Your assignment.
Beginning at the line that contains "synonyms, keyed by", write out each remaining line of the entries below exactly as it stands.
◆ ◆ ◆ ◆
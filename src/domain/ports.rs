use crate::core::fetcher::RetryPolicy;
use crate::core::normalizer::MatchMode;
use std::collections::HashMap;
use std::time::Duration;

/// Settings every front end (CLI flags, TOML file) must supply to the dashboard.
pub trait ConfigProvider: Send + Sync {
    /// `None` skips the API path.
    fn api_endpoint(&self) -> Option<&str>;
    fn api_token(&self) -> Option<&str>;
    fn request_timeout(&self) -> Duration;
    fn retry_policy(&self) -> RetryPolicy;
    fn match_mode(&self) -> MatchMode;

    /// Additional spellings appended after the built-in synonyms, keyed by
    /// canonical column name.
    fn extra_synonyms(&self) -> HashMap<String, Vec<String>> {
        HashMap::new()
    }
}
◆ ◆ ◆ ◆
Result for this task.
    /// Additional spellings appended after the built-in synonyms, keyed by
    /// canonical column name.
    fn extra_synonyms(&self) -> HashMap<String, Vec<String>> {
        HashMap::new()
    }
}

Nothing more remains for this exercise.